## Work order
What number of lines in the data below contain the string "usize"? Answer with that number alone.

+ + +

//! Frame-to-SVG conversion.
//!
//! Each frame becomes one standalone SVG document: units are sampled at the
//! frame, converted to pixel space, and emitted in paint order. Text layout
//! is left to the SVG rasterizer; draw-on animation uses stroke dashing.

use std::fmt::Write as _;

use crate::core::{Canvas, FrameIndex, Point, Vec2};
use crate::element::{Element, Shape, TextAnchor, TextSpan};
use crate::layout;
use crate::scene::Scene;
use crate::style::Theme;

/// Opacities below this are treated as fully hidden.
const MIN_OPACITY: f64 = 1e-3;

/// Baseline offset from the text center, as a fraction of the em size.
const BASELINE_SHIFT: f64 = 0.35;

/// Fraction of the draw progress spent on an arrow's shaft; the tip fades
/// in over the remainder.
const ARROW_SHAFT_SHARE: f64 = 0.8;

pub fn scene_frame_svg(scene: &Scene, frame: FrameIndex, theme: &Theme) -> String {
    let canvas = scene.canvas;
    let mut out = String::with_capacity(16 * 1024);
    let _ = write!(
        out,
        "<svg xmlns=\"http://www.w3.org/2000/svg\" width=\"{w}\" height=\"{h}\" viewBox=\"0 0 {w} {h}\">\n",
        w = canvas.width,
        h = canvas.height,
    );
    let _ = write!(
        out,
        "<rect width=\"{}\" height=\"{}\" fill=\"{}\"/>\n",
        canvas.width,
        canvas.height,
        theme.background.to_svg_hex(),
    );

    for unit in &scene.units {
        let opacity = unit.opacity.sample(frame).clamp(0.0, 1.0);
        if opacity < MIN_OPACITY {
            continue;
        }
        let progress = unit.progress.sample(frame).clamp(0.0, 1.0);
        let _ = write!(out, "<g opacity=\"{}\">\n", fmt_f(opacity));
        for element in &unit.elements {
            write_element(&mut out, canvas, element, progress);
        }
        out.push_str("</g>\n");
    }

    out.push_str("</svg>\n");
    out
}

fn write_element(out: &mut String, canvas: Canvas, element: &Element, progress: f64) {
    match &element.shape {
        Shape::Text(span) => write_text(out, canvas, span, element, progress),
        Shape::RoundedRect {
            rect,
            corner_radius,
            stroke_width,
        } => {
            let ppu = layout::px_per_unit(canvas);
            let top_left = layout::to_px(canvas, Point::new(rect.x0, rect.y1));
            let w = rect.width() * ppu;
            let h = rect.height() * ppu;
            let perimeter = 2.0 * (w + h);
            let dash = if progress < 1.0 {
                format!(
                    " stroke-dasharray=\"{}\" stroke-dashoffset=\"{}\"",
                    fmt_f(perimeter),
                    fmt_f(perimeter * (1.0 - progress)),
                )
            } else {
                String::new()
            };
            let _ = write!(
                out,
                "<rect x=\"{}\" y=\"{}\" width=\"{}\" height=\"{}\" rx=\"{}\" fill=\"none\" stroke=\"{}\" stroke-opacity=\"{}\" stroke-width=\"{}\"{}/>\n",
                fmt_f(top_left.x),
                fmt_f(top_left.y),
                fmt_f(w),
                fmt_f(h),
                fmt_f(corner_radius * ppu),
                element.color.to_svg_hex(),
                fmt_f(element.color.alpha_f64()),
                fmt_f(stroke_px(canvas, *stroke_width)),
                dash,
            );
        }
        Shape::Arrow {
            start,
            end,
            stroke_width,
            tip_length,
        } => write_arrow(
            out,
            canvas,
            *start,
            *end,
            *stroke_width,
            *tip_length,
            element,
            progress,
        ),
    }
}

fn write_text(out: &mut String, canvas: Canvas, span: &TextSpan, element: &Element, progress: f64) {
    let ppu = layout::px_per_unit(canvas);
    let font_px = layout::em_units(span.font_size) * ppu;
    let origin = layout::to_px(canvas, span.origin);
    let baseline = origin.y + BASELINE_SHIFT * font_px;
    let anchor = match span.anchor {
        TextAnchor::Start => "start",
        TextAnchor::Middle => "middle",
    };
    let family = if span.mono {
        "DejaVu Sans Mono, monospace"
    } else {
        "DejaVu Sans, sans-serif"
    };
    let weight = if span.bold { " font-weight=\"bold\"" } else { "" };
    let _ = write!(
        out,
        "<text x=\"{}\" y=\"{}\" font-family=\"{}\" font-size=\"{}\" text-anchor=\"{}\"{} fill=\"{}\" fill-opacity=\"{}\">{}</text>\n",
        fmt_f(origin.x),
        fmt_f(baseline),
        family,
        fmt_f(font_px),
        anchor,
        weight,
        element.color.to_svg_hex(),
        fmt_f(element.color.alpha_f64() * progress),
        xml_escape(&span.content),
    );
}

#[allow(clippy::too_many_arguments)]
fn write_arrow(
    out: &mut String,
    canvas: Canvas,
    start: Point,
    end: Point,
    stroke_width: f64,
    tip_length: f64,
    element: &Element,
    progress: f64,
) {
    let ppu = layout::px_per_unit(canvas);
    let a = layout::to_px(canvas, start);
    let b = layout::to_px(canvas, end);
    let dir = b - a;
    let len = dir.hypot();
    if len < f64::EPSILON {
        return;
    }
    let unit: Vec2 = dir / len;
    let tip_px = (tip_length * ppu).min(len);
    let tip_base = b - unit * tip_px;
    let perp = Vec2::new(-unit.y, unit.x) * (tip_px * 0.45);

    let color = element.color.to_svg_hex();
    let alpha = element.color.alpha_f64();

    // shaft completes over the first part of the progress ramp
    let shaft_p = (progress / ARROW_SHAFT_SHARE).min(1.0);
    let shaft_len = (len - tip_px).max(0.0);
    let dash = if shaft_p < 1.0 {
        format!(
            " stroke-dasharray=\"{}\" stroke-dashoffset=\"{}\"",
            fmt_f(shaft_len),
            fmt_f(shaft_len * (1.0 - shaft_p)),
        )
    } else {
        String::new()
    };
    let _ = write!(
        out,
        "<line x1=\"{}\" y1=\"{}\" x2=\"{}\" y2=\"{}\" stroke=\"{}\" stroke-opacity=\"{}\" stroke-width=\"{}\"{}/>\n",
        fmt_f(a.x),
        fmt_f(a.y),
        fmt_f(tip_base.x),
        fmt_f(tip_base.y),
        color,
        fmt_f(alpha),
        fmt_f(stroke_px(canvas, stroke_width)),
        dash,
    );

    let tip_p = ((progress - ARROW_SHAFT_SHARE) / (1.0 - ARROW_SHAFT_SHARE)).clamp(0.0, 1.0);
    if tip_p > 0.0 {
        let left = tip_base + perp;
        let right = tip_base - perp;
        let _ = write!(
            out,
            "<polygon points=\"{},{} {},{} {},{}\" fill=\"{}\" fill-opacity=\"{}\"/>\n",
            fmt_f(b.x),
            fmt_f(b.y),
            fmt_f(left.x),
            fmt_f(left.y),
            fmt_f(right.x),
            fmt_f(right.y),
            color,
            fmt_f(alpha * tip_p),
        );
    }
}

/// Stroke widths are authored for the 1080p reference canvas.
fn stroke_px(canvas: Canvas, width: f64) -> f64 {
    width * f64::from(canvas.height) / 1080.0
}

fn fmt_f(v: f64) -> String {
    format!("{v:.2}")
}

fn xml_escape(text: &str) -> String {
    let mut out = String::with_capacity(text.len());
    for c in text.chars() {
        match c {
            '&' => out.push_str("&amp;"),
            '<' => out.push_str("&lt;"),
            '>' => out.push_str("&gt;"),
            '"' => out.push_str("&quot;"),
            '\'' => out.push_str("&apos;"),
            _ => out.push(c),
        }
    }
    out
}
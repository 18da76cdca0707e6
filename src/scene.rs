use std::collections::BTreeMap;

use crate::{
    core::{Canvas, Fps, FrameIndex},
    ease::Ease,
    element::{UnitId, VisualUnit},
    error::{VizError, VizResult},
};

/// One finished, self-contained animation: a fixed canvas, a frame count,
/// and the visual units with their baked keyframes. Unit order is paint
/// order (later units draw on top).
#[derive(Clone, Debug, serde::Serialize, serde::Deserialize)]
pub struct Scene {
    pub name: String,
    pub fps: Fps,
    pub canvas: Canvas,
    pub duration: FrameIndex, // total frames
    pub units: Vec<VisualUnit>,
}

impl Scene {
    pub fn unit(&self, id: &UnitId) -> Option<&VisualUnit> {
        self.units.iter().find(|u| &u.id == id)
    }

    pub fn len_secs(&self) -> f64 {
        self.fps.frames_to_secs(self.duration.0)
    }

    pub fn validate(&self) -> VizResult<()> {
        self.canvas.validate()?;
        if self.duration.0 == 0 {
            return Err(VizError::validation("scene duration must be > 0 frames"));
        }
        let mut seen = BTreeMap::new();
        for unit in &self.units {
            if seen.insert(&unit.id, ()).is_some() {
                return Err(VizError::validation(format!(
                    "duplicate unit id '{}'",
                    unit.id
                )));
            }
            unit.opacity.validate()?;
            unit.progress.validate()?;
        }
        Ok(())
    }
}

/// One animation request inside a `play` batch, addressed by unit id.
#[derive(Clone, Debug)]
pub enum Animation {
    /// Linear-in opacity reveal.
    FadeIn(UnitId),
    FadeOut(UnitId),
    /// Eased opacity reveal, used for text.
    Write(UnitId),
    /// Stroke draw-on; the unit becomes opaque at the start of the batch
    /// and its draw progress ramps to completion.
    Create(UnitId),
    FadeTo(UnitId, f64),
}

impl Animation {
    fn target(&self) -> &UnitId {
        match self {
            Self::FadeIn(id)
            | Self::FadeOut(id)
            | Self::Write(id)
            | Self::Create(id)
            | Self::FadeTo(id, _) => id,
        }
    }
}

/// Sequential scene recorder.
///
/// Mirrors the blocking playback model the scripts are written against:
/// every `play` submits one batch of animations that runs as a single timed
/// unit, and the playhead does not advance past it until it completes.
pub struct SceneRecorder {
    name: String,
    fps: Fps,
    canvas: Canvas,
    playhead: FrameIndex,
    units: Vec<VisualUnit>,
    index: BTreeMap<UnitId, usize>,
}

impl SceneRecorder {
    pub fn new(name: impl Into<String>, fps: Fps, canvas: Canvas) -> Self {
        Self {
            name: name.into(),
            fps,
            canvas,
            playhead: FrameIndex(0),
            units: Vec::new(),
            index: BTreeMap::new(),
        }
    }

    pub fn canvas(&self) -> Canvas {
        self.canvas
    }

    pub fn playhead(&self) -> FrameIndex {
        self.playhead
    }

    /// Register a unit. It stays hidden until an animation reveals it.
    pub fn add(&mut self, unit: VisualUnit) -> VizResult<UnitId> {
        if self.index.contains_key(&unit.id) {
            return Err(VizError::validation(format!(
                "duplicate unit id '{}'",
                unit.id
            )));
        }
        let id = unit.id.clone();
        self.index.insert(id.clone(), self.units.len());
        self.units.push(unit);
        Ok(id)
    }

    /// Register a unit and make it visible immediately (still-image scenes).
    pub fn add_shown(&mut self, unit: VisualUnit) -> VizResult<UnitId> {
        let id = self.add(unit)?;
        let at = self.playhead;
        self.unit_mut(&id)?.opacity.push_key(at, 1.0, Ease::Linear)?;
        Ok(id)
    }

    /// Play one batch of animations over `secs` seconds, then advance the
    /// playhead past it.
    pub fn play(&mut self, batch: &[Animation], secs: f64) -> VizResult<()> {
        if batch.is_empty() {
            return Err(VizError::animation("play requires at least one animation"));
        }
        let start = self.playhead;
        let frames = self.fps.secs_to_frames_round(secs).max(1);
        let end = FrameIndex(start.0 + frames);

        for anim in batch {
            // Resolve before mutating so an unknown id leaves no partial keys.
            let _ = self.unit_index(anim.target())?;
        }

        for anim in batch {
            match anim {
                Animation::FadeIn(id) => self.ramp_opacity(id, start, end, 1.0, Ease::InOutQuad)?,
                Animation::FadeOut(id) => self.ramp_opacity(id, start, end, 0.0, Ease::InOutQuad)?,
                Animation::Write(id) => self.ramp_opacity(id, start, end, 1.0, Ease::OutQuad)?,
                Animation::FadeTo(id, v) => self.ramp_opacity(id, start, end, *v, Ease::InOutQuad)?,
                Animation::Create(id) => {
                    let unit = self.unit_mut(id)?;
                    unit.opacity.push_key(start, 1.0, Ease::Linear)?;
                    unit.progress.default = 0.0;
                    unit.progress.push_key(start, 0.0, Ease::OutQuad)?;
                    unit.progress.push_key(end, 1.0, Ease::Linear)?;
                }
            }
        }

        self.playhead = end;
        Ok(())
    }

    pub fn wait(&mut self, secs: f64) {
        let frames = self.fps.secs_to_frames_round(secs);
        self.playhead = FrameIndex(self.playhead.0 + frames);
    }

    pub fn finish(self) -> VizResult<Scene> {
        let scene = Scene {
            name: self.name,
            fps: self.fps,
            canvas: self.canvas,
            duration: self.playhead,
            units: self.units,
        };
        scene.validate()?;
        Ok(scene)
    }

    fn ramp_opacity(
        &mut self,
        id: &UnitId,
        start: FrameIndex,
        end: FrameIndex,
        target: f64,
        ease: Ease,
    ) -> VizResult<()> {
        let unit = self.unit_mut(id)?;
        let current = unit.opacity.sample(start);
        unit.opacity.push_key(start, current, ease)?;
        unit.opacity.push_key(end, target, Ease::Linear)?;
        Ok(())
    }

    fn unit_index(&self, id: &UnitId) -> VizResult<usize> {
        self.index
            .get(id)
            .copied()
            .ok_or_else(|| VizError::animation(format!("animation targets unknown unit '{id}'")))
    }

    fn unit_mut(&mut self, id: &UnitId) -> VizResult<&mut VisualUnit> {
        let idx = self.unit_index(id)?;
        Ok(&mut self.units[idx])
    }
}

#[cfg(test)]
mod tests {
    use super::*;
    use crate::element::VisualUnit;

    fn recorder() -> SceneRecorder {
        SceneRecorder::new("test", Fps::new(30, 1).unwrap(), Canvas::hd())
    }

    #[test]
    fn playhead_advances_by_play_and_wait() {
        let mut rec = recorder();
        let id = rec.add(VisualUnit::new("a", vec![])).unwrap();
        rec.play(&[Animation::FadeIn(id)], 1.0).unwrap();
        assert_eq!(rec.playhead(), FrameIndex(30));
        rec.wait(2.0);
        assert_eq!(rec.playhead(), FrameIndex(90));
    }

    #[test]
    fn fade_in_reveals_unit_over_the_batch() {
        let mut rec = recorder();
        let id = rec.add(VisualUnit::new("a", vec![])).unwrap();
        rec.wait(1.0);
        rec.play(&[Animation::FadeIn(id.clone())], 1.0).unwrap();
        let scene = rec.finish().unwrap();
        let unit = scene.unit(&id).unwrap();
        assert_eq!(unit.opacity.sample(FrameIndex(0)), 0.0);
        assert_eq!(unit.opacity.sample(FrameIndex(30)), 0.0);
        assert_eq!(unit.opacity.sample(FrameIndex(60)), 1.0);
    }

    #[test]
    fn create_is_opaque_immediately_with_progress_ramp() {
        let mut rec = recorder();
        let id = rec.add(VisualUnit::new("a", vec![])).unwrap();
        rec.wait(1.0);
        rec.play(&[Animation::Create(id.clone())], 1.0).unwrap();
        let scene = rec.finish().unwrap();
        let unit = scene.unit(&id).unwrap();
        assert_eq!(unit.opacity.sample(FrameIndex(29)), 0.0);
        assert_eq!(unit.opacity.sample(FrameIndex(30)), 1.0);
        assert_eq!(unit.progress.sample(FrameIndex(30)), 0.0);
        assert_eq!(unit.progress.sample(FrameIndex(60)), 1.0);
    }

    #[test]
    fn unknown_target_is_rejected_without_side_effects() {
        let mut rec = recorder();
        let known = rec.add(VisualUnit::new("a", vec![])).unwrap();
        let err = rec.play(
            &[
                Animation::FadeIn(known.clone()),
                Animation::FadeIn(UnitId::new("missing")),
            ],
            1.0,
        );
        assert!(err.is_err());
        assert_eq!(rec.playhead(), FrameIndex(0));
        // The known unit must not have been keyed by the failed batch.
        let scene = {
            let mut rec = rec;
            rec.play(&[Animation::FadeIn(known.clone())], 1.0).unwrap();
            rec.finish().unwrap()
        };
        assert_eq!(scene.unit(&known).unwrap().opacity.keys.len(), 2);
    }

    #[test]
    fn duplicate_unit_id_is_rejected() {
        let mut rec = recorder();
        rec.add(VisualUnit::new("a", vec![])).unwrap();
        assert!(rec.add(VisualUnit::new("a", vec![])).is_err());
    }

    #[test]
    fn empty_scene_fails_validation() {
        let rec = recorder();
        assert!(rec.finish().is_err());
    }
}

+ + +

## Written reply
2